What you are asked to do:
Your job is to report every line of the entries that has "UNDERLINED".

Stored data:
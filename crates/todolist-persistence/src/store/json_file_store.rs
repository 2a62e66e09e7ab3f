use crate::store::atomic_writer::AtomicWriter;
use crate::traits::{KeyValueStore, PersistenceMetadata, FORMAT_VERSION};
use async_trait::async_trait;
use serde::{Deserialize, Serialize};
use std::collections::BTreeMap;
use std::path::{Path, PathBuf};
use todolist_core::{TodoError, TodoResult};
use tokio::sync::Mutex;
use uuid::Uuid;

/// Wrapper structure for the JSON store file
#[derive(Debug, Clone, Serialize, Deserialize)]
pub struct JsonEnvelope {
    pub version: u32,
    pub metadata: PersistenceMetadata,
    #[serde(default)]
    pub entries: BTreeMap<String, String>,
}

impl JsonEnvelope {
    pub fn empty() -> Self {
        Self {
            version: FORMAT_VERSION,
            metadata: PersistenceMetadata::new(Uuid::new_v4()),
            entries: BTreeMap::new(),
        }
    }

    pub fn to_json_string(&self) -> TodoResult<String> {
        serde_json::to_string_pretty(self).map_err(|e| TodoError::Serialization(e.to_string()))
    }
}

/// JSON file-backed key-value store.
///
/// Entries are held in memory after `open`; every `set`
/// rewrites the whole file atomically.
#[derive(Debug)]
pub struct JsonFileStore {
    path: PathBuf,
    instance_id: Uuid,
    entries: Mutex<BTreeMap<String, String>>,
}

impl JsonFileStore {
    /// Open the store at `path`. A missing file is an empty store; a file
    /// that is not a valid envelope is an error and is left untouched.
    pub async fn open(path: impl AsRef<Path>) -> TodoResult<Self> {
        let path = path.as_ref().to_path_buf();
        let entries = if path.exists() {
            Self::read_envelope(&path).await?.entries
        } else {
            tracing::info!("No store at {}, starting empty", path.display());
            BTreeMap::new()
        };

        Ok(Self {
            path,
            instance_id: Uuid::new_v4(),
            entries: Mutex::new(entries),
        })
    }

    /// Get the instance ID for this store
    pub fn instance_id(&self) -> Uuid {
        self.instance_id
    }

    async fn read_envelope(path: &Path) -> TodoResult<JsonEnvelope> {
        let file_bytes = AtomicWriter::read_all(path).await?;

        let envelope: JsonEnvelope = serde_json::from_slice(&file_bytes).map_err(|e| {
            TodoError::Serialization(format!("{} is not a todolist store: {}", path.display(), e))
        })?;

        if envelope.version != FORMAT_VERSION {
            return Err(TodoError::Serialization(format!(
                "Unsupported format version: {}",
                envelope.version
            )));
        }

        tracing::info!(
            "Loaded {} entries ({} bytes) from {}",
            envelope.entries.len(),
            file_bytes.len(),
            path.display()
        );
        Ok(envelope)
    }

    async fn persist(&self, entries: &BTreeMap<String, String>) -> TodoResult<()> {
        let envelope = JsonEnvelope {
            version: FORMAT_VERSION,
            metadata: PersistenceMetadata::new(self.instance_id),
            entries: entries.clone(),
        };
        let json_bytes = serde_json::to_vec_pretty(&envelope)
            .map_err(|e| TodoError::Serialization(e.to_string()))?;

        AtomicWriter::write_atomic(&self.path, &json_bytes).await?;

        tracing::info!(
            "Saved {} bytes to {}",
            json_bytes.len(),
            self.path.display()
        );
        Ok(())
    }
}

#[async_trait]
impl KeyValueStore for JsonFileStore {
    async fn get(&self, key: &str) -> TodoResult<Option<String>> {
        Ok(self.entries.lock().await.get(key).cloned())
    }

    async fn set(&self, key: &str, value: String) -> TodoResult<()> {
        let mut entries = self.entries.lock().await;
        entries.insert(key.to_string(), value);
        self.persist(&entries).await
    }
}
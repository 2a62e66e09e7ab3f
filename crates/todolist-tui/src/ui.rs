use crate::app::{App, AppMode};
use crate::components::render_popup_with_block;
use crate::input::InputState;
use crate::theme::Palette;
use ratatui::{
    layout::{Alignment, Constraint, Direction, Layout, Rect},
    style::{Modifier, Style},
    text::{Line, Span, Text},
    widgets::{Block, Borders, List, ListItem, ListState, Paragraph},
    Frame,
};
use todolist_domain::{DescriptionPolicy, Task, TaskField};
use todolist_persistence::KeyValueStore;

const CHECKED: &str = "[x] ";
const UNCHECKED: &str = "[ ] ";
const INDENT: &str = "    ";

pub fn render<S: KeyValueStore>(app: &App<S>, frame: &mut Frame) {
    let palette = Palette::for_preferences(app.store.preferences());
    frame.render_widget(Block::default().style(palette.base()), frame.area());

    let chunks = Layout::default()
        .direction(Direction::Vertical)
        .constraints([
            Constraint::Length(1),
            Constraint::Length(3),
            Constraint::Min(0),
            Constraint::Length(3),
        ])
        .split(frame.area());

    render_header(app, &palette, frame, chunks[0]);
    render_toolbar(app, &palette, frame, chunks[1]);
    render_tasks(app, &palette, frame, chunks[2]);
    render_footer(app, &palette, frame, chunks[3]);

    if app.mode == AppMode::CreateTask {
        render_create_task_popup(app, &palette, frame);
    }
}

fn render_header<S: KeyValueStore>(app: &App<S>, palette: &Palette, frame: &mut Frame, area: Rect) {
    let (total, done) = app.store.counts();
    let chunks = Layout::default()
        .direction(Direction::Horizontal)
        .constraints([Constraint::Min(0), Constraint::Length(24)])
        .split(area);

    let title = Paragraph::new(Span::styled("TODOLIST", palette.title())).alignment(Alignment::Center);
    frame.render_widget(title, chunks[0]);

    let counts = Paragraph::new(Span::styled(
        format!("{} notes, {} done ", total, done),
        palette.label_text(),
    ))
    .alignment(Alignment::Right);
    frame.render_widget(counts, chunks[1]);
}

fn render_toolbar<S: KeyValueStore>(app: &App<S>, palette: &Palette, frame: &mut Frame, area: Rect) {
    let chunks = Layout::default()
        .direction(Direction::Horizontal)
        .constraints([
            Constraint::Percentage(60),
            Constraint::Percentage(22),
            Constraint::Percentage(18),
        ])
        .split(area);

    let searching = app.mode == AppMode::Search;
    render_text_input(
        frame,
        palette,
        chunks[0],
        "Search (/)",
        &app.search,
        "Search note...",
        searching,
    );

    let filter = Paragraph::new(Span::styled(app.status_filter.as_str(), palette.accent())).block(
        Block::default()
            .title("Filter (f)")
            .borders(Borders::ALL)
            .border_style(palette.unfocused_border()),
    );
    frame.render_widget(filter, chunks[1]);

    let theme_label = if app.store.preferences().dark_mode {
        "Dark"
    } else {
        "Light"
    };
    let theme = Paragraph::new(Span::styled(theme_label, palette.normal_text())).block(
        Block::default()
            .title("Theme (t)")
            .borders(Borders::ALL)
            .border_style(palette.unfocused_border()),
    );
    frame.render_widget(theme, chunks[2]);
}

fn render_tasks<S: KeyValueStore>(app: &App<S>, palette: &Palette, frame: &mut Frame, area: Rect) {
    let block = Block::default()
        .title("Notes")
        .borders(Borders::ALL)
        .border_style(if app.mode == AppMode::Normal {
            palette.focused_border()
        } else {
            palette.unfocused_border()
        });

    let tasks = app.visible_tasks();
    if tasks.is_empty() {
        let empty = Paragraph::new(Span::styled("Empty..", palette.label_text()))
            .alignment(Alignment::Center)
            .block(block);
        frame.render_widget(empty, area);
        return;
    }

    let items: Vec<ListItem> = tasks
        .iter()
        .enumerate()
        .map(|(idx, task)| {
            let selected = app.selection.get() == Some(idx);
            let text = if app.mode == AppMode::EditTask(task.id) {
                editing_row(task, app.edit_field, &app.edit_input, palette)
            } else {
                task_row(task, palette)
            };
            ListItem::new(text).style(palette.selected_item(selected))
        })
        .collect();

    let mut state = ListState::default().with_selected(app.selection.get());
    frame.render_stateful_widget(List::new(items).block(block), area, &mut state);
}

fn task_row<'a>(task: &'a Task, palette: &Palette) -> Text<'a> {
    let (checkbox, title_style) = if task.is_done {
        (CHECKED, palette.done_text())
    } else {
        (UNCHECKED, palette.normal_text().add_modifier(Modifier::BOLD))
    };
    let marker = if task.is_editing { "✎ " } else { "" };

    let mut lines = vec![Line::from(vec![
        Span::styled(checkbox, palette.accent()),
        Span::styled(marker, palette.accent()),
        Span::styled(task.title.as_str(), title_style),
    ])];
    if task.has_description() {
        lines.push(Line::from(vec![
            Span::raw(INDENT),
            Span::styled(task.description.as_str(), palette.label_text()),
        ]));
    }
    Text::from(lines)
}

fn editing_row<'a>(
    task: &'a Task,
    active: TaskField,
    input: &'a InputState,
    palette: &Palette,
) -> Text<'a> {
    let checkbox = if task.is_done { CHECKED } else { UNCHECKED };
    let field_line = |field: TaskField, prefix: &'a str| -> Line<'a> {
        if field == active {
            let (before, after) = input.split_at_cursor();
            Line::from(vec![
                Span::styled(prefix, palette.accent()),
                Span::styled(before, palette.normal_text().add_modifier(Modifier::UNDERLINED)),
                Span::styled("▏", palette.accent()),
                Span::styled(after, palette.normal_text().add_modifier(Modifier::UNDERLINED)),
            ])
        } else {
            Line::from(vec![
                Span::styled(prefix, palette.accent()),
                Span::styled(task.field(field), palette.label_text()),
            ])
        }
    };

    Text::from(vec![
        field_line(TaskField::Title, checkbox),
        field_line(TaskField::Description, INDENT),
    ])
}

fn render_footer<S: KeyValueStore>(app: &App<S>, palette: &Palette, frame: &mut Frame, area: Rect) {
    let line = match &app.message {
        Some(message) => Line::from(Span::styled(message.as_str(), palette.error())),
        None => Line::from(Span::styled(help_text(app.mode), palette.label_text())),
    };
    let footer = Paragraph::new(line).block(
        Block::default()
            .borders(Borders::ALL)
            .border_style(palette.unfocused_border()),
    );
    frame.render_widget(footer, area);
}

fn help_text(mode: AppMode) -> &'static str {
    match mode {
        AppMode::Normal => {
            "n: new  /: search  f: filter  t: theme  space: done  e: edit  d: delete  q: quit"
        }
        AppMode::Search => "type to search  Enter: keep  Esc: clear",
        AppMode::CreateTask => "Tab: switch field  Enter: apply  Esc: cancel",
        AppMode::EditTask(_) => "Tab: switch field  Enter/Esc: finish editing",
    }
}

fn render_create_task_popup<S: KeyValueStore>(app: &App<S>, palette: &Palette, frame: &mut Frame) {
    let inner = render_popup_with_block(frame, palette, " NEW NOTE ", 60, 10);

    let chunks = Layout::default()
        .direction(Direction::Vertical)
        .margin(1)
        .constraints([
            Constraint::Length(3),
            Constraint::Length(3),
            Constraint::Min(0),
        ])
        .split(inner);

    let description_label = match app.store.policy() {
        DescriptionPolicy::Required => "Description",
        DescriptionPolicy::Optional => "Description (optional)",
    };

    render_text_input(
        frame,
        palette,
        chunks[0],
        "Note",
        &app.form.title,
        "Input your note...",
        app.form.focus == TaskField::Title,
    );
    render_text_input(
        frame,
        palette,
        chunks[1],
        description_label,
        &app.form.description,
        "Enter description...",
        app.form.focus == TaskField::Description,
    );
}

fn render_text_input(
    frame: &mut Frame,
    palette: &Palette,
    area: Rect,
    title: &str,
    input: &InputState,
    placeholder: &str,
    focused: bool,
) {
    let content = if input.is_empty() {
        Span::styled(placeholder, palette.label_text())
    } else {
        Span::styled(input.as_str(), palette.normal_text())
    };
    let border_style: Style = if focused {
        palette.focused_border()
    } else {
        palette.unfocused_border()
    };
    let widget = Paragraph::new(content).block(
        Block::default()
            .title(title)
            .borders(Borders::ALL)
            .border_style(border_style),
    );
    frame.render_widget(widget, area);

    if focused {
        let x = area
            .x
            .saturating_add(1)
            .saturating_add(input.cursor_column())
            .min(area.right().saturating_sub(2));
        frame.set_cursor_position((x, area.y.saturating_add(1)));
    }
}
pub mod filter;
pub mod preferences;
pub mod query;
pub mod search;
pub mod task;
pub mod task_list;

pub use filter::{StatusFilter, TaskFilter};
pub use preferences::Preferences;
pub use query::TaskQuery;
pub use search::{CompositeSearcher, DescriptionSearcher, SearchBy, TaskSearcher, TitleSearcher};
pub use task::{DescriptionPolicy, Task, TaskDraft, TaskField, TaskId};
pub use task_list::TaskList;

Answer:
                Span::styled(before, palette.normal_text().add_modifier(Modifier::UNDERLINED)),
                Span::styled(after, palette.normal_text().add_modifier(Modifier::UNDERLINED)),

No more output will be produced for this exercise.